* WORK TO COMPLETE
Here is the task for the records below: repeat exactly the lines from the one with "pub async fn start_mock_backend()" to the one with "let addr = listener.local_addr().unwrap();", both included, and nothing else.

====

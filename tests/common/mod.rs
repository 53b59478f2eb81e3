//! Shared utilities for integration testing.

use std::net::SocketAddr;
use std::time::Duration;

use axum::{
    body::{Body, Bytes},
    http::{header::CONTENT_TYPE, HeaderMap, Method, Request, StatusCode, Uri},
    response::IntoResponse,
    routing::{any, get, post},
    Json, Router,
};
use serde_json::{json, Value};
use tokio::net::TcpListener;
use tower::ServiceExt;

use layer8_tunnel::config::TunnelConfig;
use layer8_tunnel::http::TunnelServer;
use layer8_tunnel::lifecycle::build_dispatcher;
use layer8_tunnel::transcode::{decode_multipart, TypedValue};
use layer8_tunnel::TunnelClient;

/// JSON whose numbers do not fit in an `f64`.
pub const LEDGER_JSON: &str = r#"{"id":123456789012345678901234567890,"pi":3.14159265358979323846264}"#;

/// Echo what the backend received.
async fn echo(method: Method, uri: Uri, headers: HeaderMap, body: Bytes) -> Json<Value> {
    Json(json!({
        "method": method.as_str(),
        "path": uri.path(),
        "query": uri.query(),
        "content_type": headers.get(CONTENT_TYPE).and_then(|v| v.to_str().ok()),
        "tunnel": headers.contains_key("x-tunnel"),
        "body": String::from_utf8_lossy(&body),
    }))
}

/// Summarize a multipart upload as `{field: [description, ...]}`.
async fn upload(headers: HeaderMap, body: Bytes) -> impl IntoResponse {
    let content_type = headers
        .get(CONTENT_TYPE)
        .and_then(|v| v.to_str().ok())
        .unwrap_or_default()
        .to_string();
    match decode_multipart(&content_type, body).await {
        Ok(fields) => {
            let summary: serde_json::Map<String, Value> = fields
                .iter()
                .map(|(name, values)| {
                    let described = values
                        .iter()
                        .map(|v| match v {
                            TypedValue::File { name, bytes, .. } => json!({ "file": name, "size": bytes.len() }),
                            other => json!(other.scalar_text()),
                        })
                        .collect();
                    (name.clone(), Value::Array(described))
                })
                .collect();
            (StatusCode::OK, Json(Value::Object(summary))).into_response()
        }
        Err(e) => (StatusCode::BAD_REQUEST, e.to_string()).into_response(),
    }
}

/// Start a mock backend on an ephemeral port.
pub async fn start_mock_backend() -> SocketAddr {
    let app = Router::new()
        .route("/echo", any(echo))
        .route("/upload", post(upload))
        .route("/text", get(|| async { "plain hello" }))
        .route(
            "/ledger",
            get(|| async { ([(CONTENT_TYPE, "application/json")], LEDGER_JSON) }),
        )
        .route("/created", post(|| async { (StatusCode::CREATED, Json(json!({ "id": 7 }))) }))
        .route(
            "/slow",
            get(|| async {
                tokio::time::sleep(Duration::from_secs(5)).await;
                "late"
            }),
        );

    let listener = TcpListener::bind("127.0.0.1:0").await.unwrap();
    let addr = listener.local_addr().unwrap();
    tokio::spawn(async move {
        axum::serve(listener, app).await.unwrap();
    });
    addr
}

/// An address with nothing listening on it.
pub async fn unused_addr() -> SocketAddr {
    TcpListener::bind("127.0.0.1:0").await.unwrap().local_addr().unwrap()
}

/// Config pointing the tunnel at `upstream`.
pub fn config_for(upstream: SocketAddr) -> TunnelConfig {
    let mut config = TunnelConfig::default();
    config.upstream.address = upstream.to_string();
    config
}

/// Full server router, as `main` would build it.
pub async fn tunnel_router(config: &TunnelConfig) -> Router {
    let dispatcher = build_dispatcher(config).await.unwrap();
    TunnelServer::build_router(config, dispatcher)
}

pub fn request_with(method: &str, path: &str, headers: Vec<(String, String)>, body: Body) -> Request<Body> {
    let mut builder = Request::builder().method(method).uri(path);
    for (name, value) in headers {
        builder = builder.header(name, value);
    }
    builder.body(body).unwrap()
}

/// Run a handshake through `router`, leaving `client` established.
pub async fn establish(router: &Router, client: &mut TunnelClient) {
    let response = router
        .clone()
        .oneshot(request_with("GET", "/", client.handshake_headers(), Body::empty()))
        .await
        .unwrap();
    assert_eq!(response.status(), StatusCode::OK);
    let body = axum::body::to_bytes(response.into_body(), 1024 * 1024).await.unwrap();
    client
        .complete_handshake(std::str::from_utf8(&body).unwrap())
        .unwrap();
}

/// Send a sealed envelope through `router`.
pub async fn send_sealed(router: &Router, client: &TunnelClient, path: &str, envelope: Vec<u8>) -> (StatusCode, Vec<u8>) {
    let response = router
        .clone()
        .oneshot(request_with("POST", path, client.tunnel_headers(), Body::from(envelope)))
        .await
        .unwrap();
    let status = response.status();
    let body = axum::body::to_bytes(response.into_body(), 16 * 1024 * 1024).await.unwrap();
    (status, body.to_vec())
}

====

* ANSWER AREA
pub async fn start_mock_backend() -> SocketAddr {
    let app = Router::new()
        .route("/echo", any(echo))
        .route("/upload", post(upload))
        .route("/text", get(|| async { "plain hello" }))
        .route(
            "/ledger",
            get(|| async { ([(CONTENT_TYPE, "application/json")], LEDGER_JSON) }),
        )
        .route("/created", post(|| async { (StatusCode::CREATED, Json(json!({ "id": 7 }))) }))
        .route(
            "/slow",
            get(|| async {
                tokio::time::sleep(Duration::from_secs(5)).await;
                "late"
            }),
        );

    let listener = TcpListener::bind("127.0.0.1:0").await.unwrap();
    let addr = listener.local_addr().unwrap();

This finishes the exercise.